Кино начинается сценами забастовки и нарастающим сигналом гудка – звук недавно пришел в кино. Маленький провинциальный город на окраине, над которым уже нависла атмосфера катастрофы. Как смерч по городу проносится новость, что объявили войну. Забастовка забыта, те, кто только что протестовал против буржуев, становится подбадриваемый этими буржуями под ружье. У сапожника на фронт уходят два сына – старший по призыву, а другой молодой дурачок добровольно.
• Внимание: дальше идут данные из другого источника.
// SPDX-FileCopyrightText: Copyright © 2025 AerynOS Developers
//
// SPDX-License-Identifier: MPL-2.0

use clap::Parser;
use debpin::{
    bootstrap::{Bootstrap, BootstrapConfig},
    command::SystemRunner,
    logging::configure_tracing,
};
use tracing::info;

/// Create an initial Debian packaging repository for an upstream project
#[derive(Parser, Debug)]
#[command(author, version, about, long_about = None)]
struct Cli {
    /// Repository URL
    url: String,

    /// Debian source package name
    #[arg(long)]
    pkg_name: Option<String>,

    /// Debug mode
    #[arg(short, long)]
    debug: bool,
}

#[tokio::main]
async fn main() -> color_eyre::Result<()> {
    color_eyre::install()?;
    let cli = Cli::parse();
    configure_tracing(cli.debug)?;

    let config = BootstrapConfig {
        debug: cli.debug,
        ..Default::default()
    };
    let bootstrap = Bootstrap::new(config, SystemRunner)?;
    let pkg_dir = bootstrap.run(&cli.url, cli.pkg_name.as_deref()).await?;

    info!("Package skeleton ready in {}", pkg_dir.display());
    Ok(())
}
Старик, отец взрослой дочери, который только что играл в шашки с соседом-немцем Робертом Карловичем, внезапно ссорится с ним насмерть. «Шапками вас закидаем, шапками». В городке появляются пленные немцы, страстно ненавидимые патриотически настроенными гражданами. Люди, которым еще недавно все было до фонаря, начинают интересоваться политикой и сводками с фронта. Всем, кроме дочери старика – Маньки. У Маньки любовь к немецкому военнопленному Мюллеру.
La grande illusion (1937)
Но все-таки это не совсем «Великая иллюзия». Кроме той же морали (помните, как там француз простой солдат-военнопленный Первой мировой тоже влюбляется в немку?), основная линия ВИ все-таки посвящена дуэле-дружбе двух аристократов по разные стороны фронта. Тоже тема общности, но общности представителей высшего сословия. У Ренуара много симпатий к джентльменству на фронте, к благородству последних рыцарей, которые гибнут на неблагородной войне в неблагородные времена. Последнее эхо тех лет, когда мир казался огромным, деревья большими, войны имели человеческие лица, а не танковые дула и газовые атаки, а благородство еще что-то значило. Хотя, скорее всего, это тоже иллюзия и таких времен никогда не было.
У Барнета военная романтика отсутствует и в помине – скорее сатира на оную (впрочем, сатирил и Ренуар). А мир изначально небольшой, камерный, провинциальный. Мир маленьких людей – немного забавный, но печальный одновременно. Меняются режимы и портреты – с Николая Второго на Керенского, движутся масс, но в отличии от многих фильмов того времени, акцент всегда на маленьких негероических людях (они у Барнета получаются, кажется, лучше, чем титаны). Лучшие сцены непосредственно связанные с фронтом - когда Николай (сын сапожника, а не Второй, естественно) втыкает штык в землю, братание армий и расстрел персонажа. Кадры с наступлениями смонтированы со сценами ремонта обуви, гул цеха разросшегося в большое предприятие благодаря военным заказам все нарастает. В финале, как положено в классово верном совэтском фильме, массы сливаются в море. Но для автора слезы Маньки или причитания мужика «Вставай, Коля, Колечка...» - это уже море. Даже не море, а целый океан.